Zora and Langston A story of friendship and betrayal

Yuval Taylor

Book - 2019

"They were best friends. They were collaborators, literary gadflies, and champions of the common people. They were the leading lights of the Harlem Renaissance. Zora Neale Hurston, the author of Their Eyes Were Watching God, and Langston Hughes, the author of 'The Negro Speaks of Rivers' and 'Let America Be America Again,' first met in 1925, at a great gathering of black and white literati, and they fascinated each other. They traveled together in Hurston's dilapidated car through the rural South collecting folklore, worked on the play Mule Bone, and wrote scores of loving letters. They even had the same patron: Charlotte Osgood Mason, a wealthy white woman who insisted on being called 'Godmother.' Pa...ying them lavishly while trying to control their work, Mason may have been the spark for their bitter and passionate falling-out.

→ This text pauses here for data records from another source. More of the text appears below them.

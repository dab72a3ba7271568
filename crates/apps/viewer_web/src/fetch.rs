use std::pin::pin;
use std::time::Duration;

use futures_util::future::{Either, select};
use gloo_net::http::Request;
use wasm_bindgen_futures::JsFuture;

/// GETs `url` as text. With a timeout, whichever of the request and the
/// timer finishes first decides the result.
pub async fn fetch_text(url: &str, timeout: Option<Duration>) -> Result<String, String> {
    let request = get_text(url);
    let Some(timeout) = timeout else {
        return request.await;
    };

    let millis = timeout.as_millis();
    match select(pin!(request), pin!(sleep(millis))).await {
        Either::Left((result, _)) => result,
        Either::Right(((), _)) => Err(format!("timed out after {millis} ms")),
    }
}

async fn get_text(url: &str) -> Result<String, String> {
    let resp = Request::get(url).send().await.map_err(|e| e.to_string())?;
    if !resp.ok() {
        return Err(format!("HTTP {} {}", resp.status(), resp.status_text()));
    }
    resp.text().await.map_err(|e| e.to_string())
}

/// Resolves after `millis` via `setTimeout`. Never resolves outside a window
/// context, which leaves the request to finish on its own.
async fn sleep(millis: u128) {
    let millis = millis.min(i32::MAX as u128) as i32;
    let promise = js_sys::Promise::new(&mut |resolve, _reject| {
        if let Some(window) = web_sys::window() {
            let _ = window.set_timeout_with_callback_and_timeout_and_arguments_0(&resolve, millis);
        }
    });
    let _ = JsFuture::from(promise).await;
}
use serde_json::Value;

use crate::geojson::GeoJsonError;
use crate::geometry::FeatureCollection;
use crate::topojson::{Topology, TopologyError};

/// Object holding country outlines in the world-atlas topologies.
pub const DEFAULT_BORDER_OBJECT: &str = "countries";

#[derive(Debug, thiserror::Error)]
pub enum DatasetError {
    #[error("border dataset parse error: {0}")]
    Json(#[from] serde_json::Error),
    #[error(transparent)]
    Topology(#[from] TopologyError),
    #[error(transparent)]
    GeoJson(#[from] GeoJsonError),
    #[error("unrecognised border dataset type {0:?}")]
    UnknownType(Option<String>),
}

/// Reads country borders from either a TopoJSON topology (taking the named
/// object) or a plain GeoJSON FeatureCollection.
pub fn borders_from_json_str(
    payload: &str,
    object: &str,
) -> Result<FeatureCollection, DatasetError> {
    let value: Value = serde_json::from_str(payload)?;
    match value.get("type").and_then(|v| v.as_str()) {
        Some("Topology") => Ok(Topology::from_value(value)?.feature_collection(object)?),
        Some("FeatureCollection") => Ok(FeatureCollection::from_geojson_value(&value)?),
        other => Err(DatasetError::UnknownType(other.map(str::to_string))),
    }
}

#[cfg(test)]
mod tests {
    use super::{DEFAULT_BORDER_OBJECT, DatasetError, borders_from_json_str};

    #[test]
    fn detects_topology_and_geojson() {
        let topo = r#"{
            "type": "Topology",
            "objects": {"countries": {"type": "GeometryCollection", "geometries": [
                {"type": "Polygon", "arcs": [[0]]}
            ]}},
            "arcs": [[[0, 0], [1, 0], [1, 1], [0, 0]]]
        }"#;
        let fc = borders_from_json_str(topo, DEFAULT_BORDER_OBJECT).expect("topology");
        assert_eq!(fc.ring_count(), 1);

        let geo = r#"{"type":"FeatureCollection","features":[]}"#;
        let fc = borders_from_json_str(geo, DEFAULT_BORDER_OBJECT).expect("geojson");
        assert!(fc.is_empty());
    }

    #[test]
    fn unknown_types_are_rejected() {
        let err = borders_from_json_str(r#"{"type":"Feature"}"#, "x").unwrap_err();
        assert!(matches!(err, DatasetError::UnknownType(Some(t)) if t == "Feature"));
        let err = borders_from_json_str(r#"[1,2]"#, "x").unwrap_err();
        assert!(matches!(err, DatasetError::UnknownType(None)));
    }
}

Was the split inevitable when Hughes decided to be financially independent of his patron? Was Hurston jealous of the young woman employed as their typist? Or was the rupture over the authorship of Mule Bone? Yuval Taylor answers these questions while illuminating Hurston's and Hughes's lives, work, competitiveness, and ambition, uncovering little-known details. [This book] is the dramatic and moving story of one of the most influential friendships in literature."--Dust jacket.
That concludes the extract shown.